Records drawn from a dataset

======

//! Tests del ciclo de vida del contrato: alta, transiciones con efectos
//! sobre el vehículo, inmutabilidad terminal, sweep idempotente y purga.

mod common;

use chrono::{Duration, Utc};
use uuid::Uuid;

use common::{activate, add_vehicle, create_contract, d, rate, setup};
use fleet_rental::models::{ContractStatus, VehicleStatus};
use fleet_rental::repositories::RentalStore;
use fleet_rental::services::contract_service::{CreateContract, NewAssignment};
use fleet_rental::utils::errors::AppError;

#[tokio::test]
async fn create_rejects_inverted_or_empty_ranges() {
    let env = setup().await;
    let vehicle = add_vehicle(&env.store, env.company_id, VehicleStatus::Available).await;

    for (start, end) in [("2025-03-10", "2025-03-01"), ("2025-03-10", "2025-03-10")] {
        let err = env
            .service
            .create_contract(
                env.company_id,
                CreateContract {
                    client_id: env.client_id,
                    start_date: d(start),
                    end_date: d(end),
                    assignments: vec![NewAssignment {
                        vehicle_id: vehicle,
                        driver_id: None,
                        agreed_rate: rate(100),
                    }],
                },
            )
            .await
            .unwrap_err();
        assert!(matches!(err, AppError::InvalidDateRange(_)));
    }
}

#[tokio::test]
async fn contract_numbers_are_sequential_per_tenant() {
    let env = setup().await;
    let v1 = add_vehicle(&env.store, env.company_id, VehicleStatus::Available).await;
    let v2 = add_vehicle(&env.store, env.company_id, VehicleStatus::Available).await;

    let c1 = create_contract(&env, v1, "2025-03-01", "2025-03-10").await;
    let c2 = create_contract(&env, v2, "2025-04-01", "2025-04-10").await;
    assert_eq!(c1.contract_number, "CTR-000001");
    assert_eq!(c2.contract_number, "CTR-000002");

    // otro tenant arranca su propia secuencia
    let other_company = Uuid::new_v4();
    let other_client = common::add_client(&env.store, other_company).await;
    let other_vehicle = add_vehicle(&env.store, other_company, VehicleStatus::Available).await;
    let foreign = env
        .service
        .create_contract(
            other_company,
            CreateContract {
                client_id: other_client,
                start_date: d("2025-03-01"),
                end_date: d("2025-03-10"),
                assignments: vec![NewAssignment {
                    vehicle_id: other_vehicle,
                    driver_id: None,
                    agreed_rate: rate(100),
                }],
            },
        )
        .await
        .unwrap();
    assert_eq!(foreign.contract_number, "CTR-000001");
}

#[tokio::test]
async fn activation_and_completion_flip_vehicle_availability() {
    let env = setup().await;
    let vehicle = add_vehicle(&env.store, env.company_id, VehicleStatus::Available).await;

    // el contrato termina dentro de una semana, así el complete de hoy
    // siempre cae antes de end_date
    let today = Utc::now().date_naive();
    let contract = env
        .service
        .create_contract(
            env.company_id,
            CreateContract {
                client_id: env.client_id,
                start_date: today - Duration::days(2),
                end_date: today + Duration::days(7),
                assignments: vec![NewAssignment {
                    vehicle_id: vehicle,
                    driver_id: None,
                    agreed_rate: rate(100),
                }],
            },
        )
        .await
        .unwrap();
    assert_eq!(contract.status, ContractStatus::Pending);

    let active = activate(&env, contract.id).await;
    assert_eq!(active.status, ContractStatus::Active);
    let v = env.store.get_vehicle(vehicle).await.unwrap().unwrap();
    assert_eq!(v.status, VehicleStatus::Rented);

    let completed = env
        .service
        .transition(env.company_id, contract.id, ContractStatus::Completed, None)
        .await
        .unwrap();
    assert_eq!(completed.status, ContractStatus::Completed);
    assert!(completed.actual_end_date.is_some());
    // se completó antes de end_date: devolución anticipada
    assert!(completed.is_early_return());

    let v = env.store.get_vehicle(vehicle).await.unwrap().unwrap();
    assert_eq!(v.status, VehicleStatus::Available);
}

#[tokio::test]
async fn illegal_transitions_are_rejected_and_leave_status_unchanged() {
    let env = setup().await;
    let vehicle = add_vehicle(&env.store, env.company_id, VehicleStatus::Available).await;
    let contract = create_contract(&env, vehicle, "2025-03-01", "2025-03-10").await;

    // PENDING no puede saltar a COMPLETED ni a OVERDUE
    for target in [ContractStatus::Completed, ContractStatus::Overdue] {
        let err = env
            .service
            .transition(env.company_id, contract.id, target, None)
            .await
            .unwrap_err();
        assert!(matches!(err, AppError::IllegalStateTransition { .. }));
    }

    let current = env.store.get_contract(env.company_id, contract.id).await.unwrap();
    assert_eq!(current.status, ContractStatus::Pending);
}

#[tokio::test]
async fn cancelling_a_completed_contract_fails() {
    let env = setup().await;
    let vehicle = add_vehicle(&env.store, env.company_id, VehicleStatus::Available).await;
    let contract = create_contract(&env, vehicle, "2025-03-01", "2025-03-10").await;

    activate(&env, contract.id).await;
    env.service
        .transition(env.company_id, contract.id, ContractStatus::Completed, None)
        .await
        .unwrap();

    let err = env
        .service
        .transition(
            env.company_id,
            contract.id,
            ContractStatus::Cancelled,
            Some("cliente se arrepintió".to_string()),
        )
        .await
        .unwrap_err();
    assert!(matches!(
        err,
        AppError::IllegalStateTransition {
            from: ContractStatus::Completed,
            to: ContractStatus::Cancelled,
        }
    ));

    let current = env.store.get_contract(env.company_id, contract.id).await.unwrap();
    assert_eq!(current.status, ContractStatus::Completed);
}

#[tokio::test]
async fn cancellation_requires_a_reason() {
    let env = setup().await;
    let vehicle = add_vehicle(&env.store, env.company_id, VehicleStatus::Available).await;
    let contract = create_contract(&env, vehicle, "2025-03-01", "2025-03-10").await;

    for reason in [None, Some("   ".to_string())] {
        let err = env
            .service
            .transition(env.company_id, contract.id, ContractStatus::Cancelled, reason)
            .await
            .unwrap_err();
        assert!(matches!(err, AppError::Validation(_)));
    }

    let cancelled = env
        .service
        .transition(
            env.company_id,
            contract.id,
            ContractStatus::Cancelled,
            Some("vehículo chocado".to_string()),
        )
        .await
        .unwrap();
    assert_eq!(cancelled.status, ContractStatus::Cancelled);
    assert_eq!(cancelled.cancellation_reason.as_deref(), Some("vehículo chocado"));
}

======

Problem statement
Reproduce, character for character, only the lines of the preceding data that start at the line with "use uuid::Uuid;" and end at the line with "async fn create_rejects_inverted_or_empty_ranges()", both included.

Solution for this problem
use uuid::Uuid;

use common::{activate, add_vehicle, create_contract, d, rate, setup};
use fleet_rental::models::{ContractStatus, VehicleStatus};
use fleet_rental::repositories::RentalStore;
use fleet_rental::services::contract_service::{CreateContract, NewAssignment};
use fleet_rental::utils::errors::AppError;

#[tokio::test]
async fn create_rejects_inverted_or_empty_ranges() {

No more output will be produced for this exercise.